You can still optimize these loops by improving the memory acces, your function could look like (assuming the matrizes are 1000x1000):

CS = 10

def dot_chunked(A,B):
    C = np.zeros(1000,1000)

    for i in range(NCHUNKS):
        for j in range(NCHUNKS):
            for k in range(NCHUNKS):
                for ii in range(i*CS,(i+1)*CS):
                    for jj in range(j*CS,(j+1)*CS):
                        for kk in range(k*CS,(k+1)*CS):
                            C[ii,jj] += A[ii,kk]*B[kk,jj] 
    return C

Explanation: the loops i and ii obviously together perform the same way as i did before, the same hold for j and k, but this time regions in A and B of size CSxCS can be kept in the cache (I guess) and can used more then once.
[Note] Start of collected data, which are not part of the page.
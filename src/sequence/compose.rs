//! Generation prompt composition and response parsing.

use serde::{Deserialize, Serialize};

use crate::qualify::llm::strip_code_fences;
use crate::research::ContextProfile;
use crate::types::{Brand, Campaign, EmailStep, IcpProfile, Lead, LinkedInStep, SequenceStrategy};

use super::timeline;

/// Messaging guidance appended to every generation prompt.
const GUIDELINES: &str = "\
## Messaging guidelines
- Every email under 120 words; connection notes under 280 characters.
- Lead with the recipient's world, not the product.
- One clear call to action per touch; vary it across the sequence.
- Reference the research trigger in the opener when one exists.

## Anti-patterns
- No \"just checking in\" or \"quick question\" openers.
- No feature dumps, no exclamation marks, no fake urgency.
- Never mention being an AI or using automation.

## Cross-channel coordination
- Email and LinkedIn must never repeat the same sentence.
- Every email step needs body_linkedin_connected and
  body_linkedin_replied variants; every LinkedIn message needs
  body_email_opened and body_email_replied variants. Variants are
  swapped at send time, so each must stand alone.
- Connection notes that use personalization variables need a
  connection_note_fallback without them.";

/// The exact response schema demanded from the generator.
const RESPONSE_SCHEMA: &str = r#"Respond with JSON only, matching exactly:
{
  "email_steps": [{
    "step_number": 1, "day": 1, "step_type": "initial",
    "subject": "...", "body": "...",
    "body_linkedin_connected": "...", "body_linkedin_replied": "...",
    "word_count": 0
  }],
  "linkedin_steps": [{
    "step_number": 1, "day": 1, "step_type": "connection_request",
    "connection_note": "...", "connection_note_fallback": "...",
    "body": "...", "body_fallback": "...",
    "body_email_opened": "...", "body_email_replied": "...",
    "requires_connection": false
  }],
  "strategy": {
    "primary_angle": "...", "cross_channel_triggers": [], "tone": "...",
    "linkedin_first": false, "wait_for_connection": false,
    "connection_timeout_hours": 0
  }
}"#;

/// Everything the composer needs for one generation call.
#[derive(Debug, Clone)]
pub struct GenerationInput<'a> {
    /// The lead.
    pub lead: &'a Lead,
    /// Research profile.
    pub profile: &'a ContextProfile,
    /// The campaign (mode, counts, custom instructions).
    pub campaign: &'a Campaign,
    /// The brand (voice, value prop).
    pub brand: &'a Brand,
    /// Effective ICP.
    pub icp: Option<&'a IcpProfile>,
    /// Concatenated fundamentals documents.
    pub fundamentals: &'a str,
    /// Evolved prompt body from the active `sequence-writer` version.
    pub prompt_body: Option<&'a str>,
    /// Revision context when re-generating.
    pub revision: Option<RevisionContext<'a>>,
}

/// Reviewer feedback carried into a revision run.
#[derive(Debug, Clone)]
pub struct RevisionContext<'a> {
    /// The reviewer's revision instructions.
    pub instructions: &'a str,
    /// The previous sequence, serialized.
    pub previous: &'a str,
}

/// The parsed generator output.
#[derive(Debug, Clone, Serialize, Deserialize)]
pub struct GeneratedSequence {
    /// Ordered email steps.
    #[serde(default)]
    pub email_steps: Vec<EmailStep>,
    /// Ordered LinkedIn steps.
    #[serde(default)]
    pub linkedin_steps: Vec<LinkedInStep>,
    /// Generation strategy.
    #[serde(default)]
    pub strategy: SequenceStrategy,
}

/// Compose the full generation prompt.
pub fn compose_prompt(input: &GenerationInput<'_>) -> String {
    let mut prompt = String::new();

    if let Some(body) = input.prompt_body {
        prompt.push_str(body);
        prompt.push_str("\n\n");
    }

    prompt.push_str(&format!(
        "## Campaign\nMode: {}\nEmail steps: {}\nLinkedIn steps: {}\n",
        input.campaign.mode.as_str(),
        input.campaign.email_step_count,
        input.campaign.linkedin_step_count,
    ));
    if input.campaign.wait_for_connection {
        prompt.push_str(&format!(
            "Hold LinkedIn messaging until the connection is accepted (timeout {}h).\n",
            input.campaign.connection_timeout_hours
        ));
    }
    if let Some(instructions) = &input.campaign.custom_instructions {
        prompt.push_str(&format!("\n## Campaign instructions\n{instructions}\n"));
    }

    prompt.push_str(&format!(
        "\n## Brand\nVoice: {}\nValue proposition: {}\n",
        input.brand.voice.as_deref().unwrap_or("clear and direct"),
        input
            .brand
            .value_proposition
            .as_deref()
            .unwrap_or("(not provided)"),
    ));
    if !input.brand.differentiators.is_empty() {
        prompt.push_str(&format!(
            "Differentiators: {}\n",
            input.brand.differentiators.join("; ")
        ));
    }

    if let Some(icp) = input.icp {
        if !icp.personas.is_empty() {
            let personas: Vec<&str> = icp.personas.iter().map(|p| p.name.as_str()).collect();
            prompt.push_str(&format!("\n## ICP personas\n{}\n", personas.join(", ")));
        }
    }

    prompt.push_str(&format!(
        "\n## Lead\n{} {}, {} at {}\nRelationship: {}\n",
        input.lead.first_name.as_deref().unwrap_or(""),
        input.lead.last_name.as_deref().unwrap_or(""),
        input.lead.job_title.as_deref().unwrap_or("unknown role"),
        input.lead.company_name.as_deref().unwrap_or("their company"),
        input.profile.relationship.as_str(),
    ));
    for trigger in input.profile.triggers.iter().take(3) {
        prompt.push_str(&format!(
            "- Trigger: {} (confidence {:.2})\n",
            trigger.name, trigger.confidence
        ));
    }
    if !input.profile.angles.is_empty() {
        prompt.push_str(&format!(
            "Suggested angles: {}\n",
            input.profile.angles.join("; ")
        ));
    }

    if !input.fundamentals.is_empty() {
        prompt.push_str(&format!("\n## Fundamentals\n{}\n", input.fundamentals));
    }

    prompt.push_str(&format!(
        "\n## Timeline\n{}",
        timeline::render_timeline(
            input.campaign.mode,
            input.campaign.email_step_count,
            input.campaign.linkedin_step_count,
        )
    ));

    prompt.push('\n');
    prompt.push_str(GUIDELINES);

    if let Some(revision) = &input.revision {
        prompt.push_str(&format!(
            "\n\n## Revision\nThe previous draft was rejected. Apply these instructions:\n{}\n\n\
             Previous draft:\n{}\n",
            revision.instructions, revision.previous
        ));
    }

    prompt.push_str("\n\n");
    prompt.push_str(RESPONSE_SCHEMA);
    prompt
}

/// Parse the generator's JSON response.
///
/// # Errors
///
/// Returns the serde error message when the payload does not match the
/// schema; the caller decides between retry and human escalation.
pub fn parse_generated(content: &str) -> Result<GeneratedSequence, String> {
    let stripped = strip_code_fences(content);
    let mut sequence: GeneratedSequence =
        serde_json::from_str(stripped.trim()).map_err(|e| e.to_string())?;

    if sequence.email_steps.is_empty() && sequence.linkedin_steps.is_empty() {
        return Err("generator returned no steps".to_owned());
    }

    // Step numbers are authoritative for ordering; normalize gaps the
    // model sometimes leaves.
    sequence.email_steps.sort_by_key(|s| s.step_number);
    sequence.linkedin_steps.sort_by_key(|s| s.step_number);
    for (i, step) in sequence.email_steps.iter_mut().enumerate() {
        step.step_number = u32::try_from(i).unwrap_or(u32::MAX).saturating_add(1);
        if step.word_count == 0 {
            step.word_count = u32::try_from(step.body.split_whitespace().count()).unwrap_or(0);
        }
    }
    for (i, step) in sequence.linkedin_steps.iter_mut().enumerate() {
        step.step_number = u32::try_from(i).unwrap_or(u32::MAX).saturating_add(1);
    }
    Ok(sequence)
}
You can play around with CS and NCHUNKS. For me CS=10 and NCHUNKS=100 worked well. When using numba.jit, it accelerates the code from 7s to 850 ms (notice i use 1000x1000, the graphics above are run with 3x3x10^5, so its a bit of another scenario).

What I would recommend

If you want maximum efficiency, you should use a dedicated linear algebra library, the classic of which is BLAS/LAPACK libraries. There are a number of implementations, eg. Intel MKL. What you write is NOT going to outpeform hyper-optimized libraries.

Matrix matrix multiply is going to be the dgemm routine: d stands for double, ge for general, and mm for matrix matrix multiply. If your problem has additional structure, a more specific function may be called for additional speedup.
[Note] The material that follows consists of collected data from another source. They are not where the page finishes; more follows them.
//! Lead upsert, merge, and visit bookkeeping.

use chrono::Utc;

use cadence::store::Store;
use cadence::types::{LeadSource, LeadStatus, NormalizedLead, QualificationDecision};

async fn store_with_tenant() -> (Store, i64) {
    let store = Store::in_memory().await.expect("store");
    let result = sqlx::query("INSERT INTO tenants (name) VALUES ('t1')")
        .execute(store.pool())
        .await
        .expect("tenant");
    (store, result.last_insert_rowid())
}

fn record(email: &str) -> NormalizedLead {
    NormalizedLead {
        email: Some(email.to_owned()),
        first_name: Some("Alice".to_owned()),
        company_name: Some("Acme".to_owned()),
        ..NormalizedLead::default()
    }
}

#[tokio::test]
async fn first_sight_creates_the_lead() {
    let (store, tenant) = store_with_tenant().await;
    let upsert = store
        .upsert_lead(tenant, None, &record("a@acme.io"), LeadSource::Pixel, Utc::now())
        .await
        .expect("upsert");
    assert!(upsert.created);
    assert_eq!(upsert.lead.visit_count, 1);
    assert_eq!(upsert.lead.status, LeadStatus::Ingested);
    assert_eq!(upsert.lead.source, LeadSource::Pixel);
}

#[tokio::test]
async fn pixel_resight_increments_visits_but_apollo_does_not() {
    let (store, tenant) = store_with_tenant().await;
    store
        .upsert_lead(tenant, None, &record("a@acme.io"), LeadSource::Pixel, Utc::now())
        .await
        .expect("insert");

    let second = store
        .upsert_lead(tenant, None, &record("a@acme.io"), LeadSource::Pixel, Utc::now())
        .await
        .expect("pixel resight");
    assert!(!second.created);
    assert_eq!(second.lead.visit_count, 2);

    let third = store
        .upsert_lead(tenant, None, &record("a@acme.io"), LeadSource::Apollo, Utc::now())
        .await
        .expect("apollo resight");
    assert_eq!(third.lead.visit_count, 2, "non-pixel sources never bump visits");
}

#[tokio::test]
async fn source_upgrades_but_never_downgrades() {
    let (store, tenant) = store_with_tenant().await;
    store
        .upsert_lead(tenant, None, &record("a@acme.io"), LeadSource::Apollo, Utc::now())
        .await
        .expect("insert");

    let upgraded = store
        .upsert_lead(tenant, None, &record("a@acme.io"), LeadSource::Pixel, Utc::now())
        .await
        .expect("upgrade");
    assert_eq!(upgraded.lead.source, LeadSource::Pixel);

    let unchanged = store
        .upsert_lead(tenant, None, &record("a@acme.io"), LeadSource::Manual, Utc::now())
        .await
        .expect("no downgrade");
    assert_eq!(unchanged.lead.source, LeadSource::Pixel);
}

#[tokio::test]
async fn merge_fills_missing_fields_only() {
    let (store, tenant) = store_with_tenant().await;
    store
        .upsert_lead(tenant, None, &record("a@acme.io"), LeadSource::Pixel, Utc::now())
        .await
        .expect("insert");

    let mut richer = record("a@acme.io");
    richer.first_name = Some("Alicia".to_owned());
    richer.job_title = Some("VP Marketing".to_owned());
    let merged = store
        .upsert_lead(tenant, None, &richer, LeadSource::Intent, Utc::now())
        .await
        .expect("merge");
    // Existing values win; gaps fill in.
    assert_eq!(merged.lead.first_name.as_deref(), Some("Alice"));
    assert_eq!(merged.lead.job_title.as_deref(), Some("VP Marketing"));
}

#[tokio::test]
async fn duplicate_email_is_tenant_scoped() {
    let (store, tenant) = store_with_tenant().await;
    let other = sqlx::query("INSERT INTO tenants (name) VALUES ('t2')")
        .execute(store.pool())
        .await
        .expect("tenant 2")
        .last_insert_rowid();

    store
        .upsert_lead(tenant, None, &record("a@acme.io"), LeadSource::Pixel, Utc::now())
        .await
        .expect("tenant 1 lead");
    let second = store
        .upsert_lead(other, None, &record("a@acme.io"), LeadSource::Pixel, Utc::now())
        .await
        .expect("tenant 2 lead");
    assert!(second.created, "same email in another tenant is a new lead");
}

#[tokio::test]
async fn qualification_fields_persist() {
    let (store, tenant) = store_with_tenant().await;
    let upsert = store
        .upsert_lead(tenant, None, &record("a@acme.io"), LeadSource::Pixel, Utc::now())
        .await
        .expect("insert");

    store
        .set_qualification(
            tenant,
            upsert.lead.id,
            QualificationDecision::Yes,
            0.9,
            "title match",
            Some("strong"),
        )
        .await
        .expect("set qualification");

    let lead = store.get_lead(tenant, upsert.lead.id).await.expect("read");
    assert_eq!(lead.qualification_decision, Some(QualificationDecision::Yes));
    assert_eq!(lead.qualification_confidence, Some(0.9));
    assert_eq!(lead.icp_fit.as_deref(), Some("strong"));
}

#[tokio::test]
async fn engagement_log_appends_in_order() {
    let (store, tenant) = store_with_tenant().await;
    let upsert = store
        .upsert_lead(tenant, None, &record("a@acme.io"), LeadSource::Pixel, Utc::now())
        .await
        .expect("insert");

    for kind in ["lead.ingested", "visit.return", "qualification.auto_qualified"] {
        store
            .append_engagement_log(tenant, upsert.lead.id, kind, &serde_json::json!({}))
            .await
            .expect("append");
    }
    let kinds = store
        .list_engagement_log_kinds(tenant, upsert.lead.id)
        .await
        .expect("list");
    assert_eq!(
        kinds,
        vec!["lead.ingested", "visit.return", "qualification.auto_qualified"]
    );
}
Note that Numpy dot ALREADY calls dgemm! You're probably not going to do better.

Why your c++ is slow

Your classic, intuitive algorithm for matrix-matrix multiplication turns out to be slow compared to what's possible. Writing code that takes advantage of how processors cache etc... yields important performance gains. The point is, tons of smart people have devoted their lives to making matrix matrix multiply extremely fast, and you should use their work and not reinvent the wheel.

Definitely use -O3 for optimization. This turns vectorizations on, which should significantly speed your code up.
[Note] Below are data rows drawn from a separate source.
//! Prompt version lifecycle and A/B bookkeeping.

use cadence::store::prompts::PromptVersionStatus;
use cadence::store::Store;

async fn store_with_tenant() -> (Store, i64) {
    let store = Store::in_memory().await.expect("store");
    let tenant = sqlx::query("INSERT INTO tenants (name) VALUES ('t')")
        .execute(store.pool())
        .await
        .expect("tenant")
        .last_insert_rowid();
    (store, tenant)
}

#[tokio::test]
async fn versions_number_monotonically() {
    let (store, tenant) = store_with_tenant().await;
    let v1 = store
        .insert_prompt_version(tenant, "sequence-writer", "body one", PromptVersionStatus::Testing, &[])
        .await
        .expect("v1");
    let v2 = store
        .insert_prompt_version(tenant, "sequence-writer", "body two", PromptVersionStatus::Testing, &[1, 2])
        .await
        .expect("v2");
    assert_eq!(v1.version, 1);
    assert_eq!(v2.version, 2);
    assert_eq!(v2.injected_patterns, vec![1, 2]);
}

#[tokio::test]
async fn activation_swaps_the_single_active_version() {
    let (store, tenant) = store_with_tenant().await;
    let v1 = store
        .insert_prompt_version(tenant, "sequence-writer", "one", PromptVersionStatus::Testing, &[])
        .await
        .expect("v1");
    store
        .activate_prompt_version(tenant, "sequence-writer", v1.id)
        .await
        .expect("activate v1");

    let v2 = store
        .insert_prompt_version(tenant, "sequence-writer", "two", PromptVersionStatus::Testing, &[])
        .await
        .expect("v2");
    store
        .activate_prompt_version(tenant, "sequence-writer", v2.id)
        .await
        .expect("activate v2");

    let active = store
        .active_prompt_version(tenant, "sequence-writer")
        .await
        .expect("query")
        .expect("one active");
    assert_eq!(active.id, v2.id);

    let old = store.get_prompt_version(tenant, v1.id).await.expect("v1 reread");
    assert_eq!(old.status, PromptVersionStatus::Deprecated);
}

#[tokio::test]
async fn activation_is_per_prompt_name() {
    let (store, tenant) = store_with_tenant().await;
    let writer = store
        .insert_prompt_version(tenant, "sequence-writer", "w", PromptVersionStatus::Testing, &[])
        .await
        .expect("writer");
    let qualifier = store
        .insert_prompt_version(tenant, "qualification", "q", PromptVersionStatus::Testing, &[])
        .await
        .expect("qualifier");
    store
        .activate_prompt_version(tenant, "sequence-writer", writer.id)
        .await
        .expect("activate writer");
    store
        .activate_prompt_version(tenant, "qualification", qualifier.id)
        .await
        .expect("activate qualifier");

    assert!(store
        .active_prompt_version(tenant, "sequence-writer")
        .await
        .expect("writer active")
        .is_some());
    assert!(store
        .active_prompt_version(tenant, "qualification")
        .await
        .expect("qualifier active")
        .is_some());
}

#[tokio::test]
async fn ab_test_lifecycle() {
    let (store, tenant) = store_with_tenant().await;
    let control = store
        .insert_prompt_version(tenant, "sequence-writer", "c", PromptVersionStatus::Active, &[])
        .await
        .expect("control");
    let variant = store
        .insert_prompt_version(tenant, "sequence-writer", "v", PromptVersionStatus::Testing, &[])
        .await
        .expect("variant");

    store
        .create_ab_test(tenant, "sequence-writer", control.id, variant.id, 100, 30)
        .await
        .expect("create test");

    let running = store
        .running_ab_test(tenant, "sequence-writer")
        .await
        .expect("query")
        .expect("running");
    assert_eq!(running.control_version_id, control.id);
    assert_eq!(running.split_percent, 50);

    store
        .conclude_ab_test(tenant, running.id, Some(variant.id))
        .await
        .expect("conclude");
    assert!(store
        .running_ab_test(tenant, "sequence-writer")
        .await
        .expect("query")
        .is_none());
}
Numba is supposed to do that already.

In your current implementation most likely compiler is unable to auto vectorize the most inner loop because its size is 3. Also m2 is accessed in a "jumpy" way. Swapping loops so that iterating over p is in the most inner loop will make it work faster (col will not make "jumpy" data access) and compiler should be able to do better job (autovectorize).

for (int row = 0; row < m; row++) {
    for (int k = 0; k < n; k++) {
        for (int col = 0; col < p; col++) {
            m3.data_[p*row + col] += m1.data_[n*row + k] * m2.data_[p*k + col];

On my machine the original C++ implementation for p=10^6 elements build with g++ dot.cpp -std=c++11 -O3 -o dot flags takes 12ms and above implementation with swapped loops takes 7ms.